What this task involves » Your answer should hold exactly the lines from the line containing "the node's scene" through the end of the entries that follow.

Data to process »
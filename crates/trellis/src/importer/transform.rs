//! Decomposition of source scene transforms into target placement fields.

use log::debug;

use trellis_core::{
    geometry::{Matrix, Point, points_angle},
    source::SourceNode,
    target::ItemHandle,
};

use crate::{error::TrellisError, importer::Session};

/// Rotation of a transform: the direction its x axis is mapped to.
fn rotation_of(transform: Matrix) -> f64 {
    points_angle(
        transform.transform_point(Point::new(0.0, 0.0)),
        transform.transform_point(Point::new(1.0, 0.0)),
    )
}

/// Relative location of the model pin inside the model bounds. A zero
/// dimension puts the pin in the middle of that axis.
fn loc_pin(node: &SourceNode) -> Point {
    let bounds = node.model_bounds();
    let pin = node.model_pin();
    let relative = |offset: f64, extent: f64| {
        if extent == 0.0 { 0.5 } else { offset / extent }
    };
    Point::new(
        relative(pin.x() - bounds.x(), bounds.width()),
        relative(pin.y() - bounds.y(), bounds.height()),
    )
}

/// Begin and end of a 1-D node in scene coordinates. Nodes without link data
/// run along the horizontal midline of their model bounds.
fn scene_end_points(node: &SourceNode) -> (Point, Point) {
    if let Some(link) = node.link() {
        return (link.start, link.end);
    }
    let bounds = node.model_bounds();
    let middle = bounds.y() + bounds.height() / 2.0;
    let transform = node.scene_transform();
    (
        transform.transform_point(Point::new(bounds.x(), middle)),
        transform.transform_point(Point::new(bounds.right(), middle)),
    )
}

impl Session<'_> {
    /// Page transform of the item's parent.
    ///
    /// Library items are placed relative to their library item, so a node inside
    /// a source container is additionally offset by the container's location.
    fn parent_transform(&self, handle: ItemHandle, owner: Option<&SourceNode>) -> Matrix {
        let parent = self.items[handle]
            .parent()
            .map(|parent| self.items.page_transform(parent))
            .unwrap_or_else(Matrix::identity);

        match owner {
            Some(owner) if self.in_library() => {
                let location = owner.location();
                parent.prepend_translation(location.x(), location.y())
            }
            _ => parent,
        }
    }

    /// Sets size, rotation, location pin and pin of an item from the scene
    /// placement of its node, expressed in the parent's coordinates. Fields
    /// bound to a formula are left alone. 1-D items get begin and end points
    /// instead.
    ///
    /// # Errors
    ///
    /// Returns [`TrellisError::SingularTransform`] when the parent transform
    /// cannot be inverted.
    pub(super) fn import_transform(
        &mut self,
        node: &SourceNode,
        handle: ItemHandle,
        owner: Option<&SourceNode>,
    ) -> Result<(), TrellisError> {
        let parent = self.parent_transform(handle, owner);
        let singular = |err| TrellisError::singular_transform(node.id(), err);
        let in_library = self.in_library();
        let shape = self.items[handle].shape_mut();

        if shape.is_1d() {
            let (start, end) = scene_end_points(node);
            shape.set_begin_point(parent.invert_point(start).map_err(singular)?);
            shape.set_end_point(parent.invert_point(end).map_err(singular)?);

            let is_line = node.model().is_some_and(|model| model.is_line());
            if in_library && !is_line {
                let relative = node.scene_transform().divide(parent).map_err(singular)?;
                shape.set_angle(rotation_of(relative));
            }
            debug!(
                node:? = node.id(),
                begin:? = shape.begin_point(),
                end:? = shape.end_point();
                "Placed 1-D item"
            );
            return Ok(());
        }

        let [top_left, top_right, bottom_left] = node.scene_basis_points();
        if !shape.width_field().is_derived() {
            shape.set_width(top_left.distance(top_right));
        }
        if !shape.height_field().is_derived() {
            shape.set_height(top_left.distance(bottom_left));
        }

        if !shape.angle_field().is_derived() {
            let relative = node.scene_transform().divide(parent).map_err(singular)?;
            shape.set_angle(rotation_of(relative));
        }

        shape.set_loc_pin(loc_pin(node));

        let (pin_x, pin_y) = shape.pin_fields();
        if !pin_x.is_derived() && !pin_y.is_derived() {
            shape.set_pin(parent.invert_point(node.scene_pin()).map_err(singular)?);
        }

        debug!(
            node:? = node.id(),
            size:? = shape.size(),
            angle = shape.angle(),
            pin:? = shape.pin();
            "Placed item"
        );
        Ok(())
    }

    /// Gives a 1-D item with a zero literal width or height the node's scene
    /// extent on that axis.
    pub(super) fn configure_1d_size(&mut self, node: &SourceNode, handle: ItemHandle) {
        let size = node.scene_size();
        let shape = self.items[handle].shape_mut();
        if shape.width_field().literal() == Some(0.0) {
            shape.set_width(size.width());
        }
        if shape.height_field().literal() == Some(0.0) {
            shape.set_height(size.height());
        }
    }
}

Answer for the task »
    /// Gives a 1-D item with a zero literal width or height the node's scene
    /// extent on that axis.
    pub(super) fn configure_1d_size(&mut self, node: &SourceNode, handle: ItemHandle) {
        let size = node.scene_size();
        let shape = self.items[handle].shape_mut();
        if shape.width_field().literal() == Some(0.0) {
            shape.set_width(size.width());
        }
        if shape.height_field().literal() == Some(0.0) {
            shape.set_height(size.height());
        }
    }
}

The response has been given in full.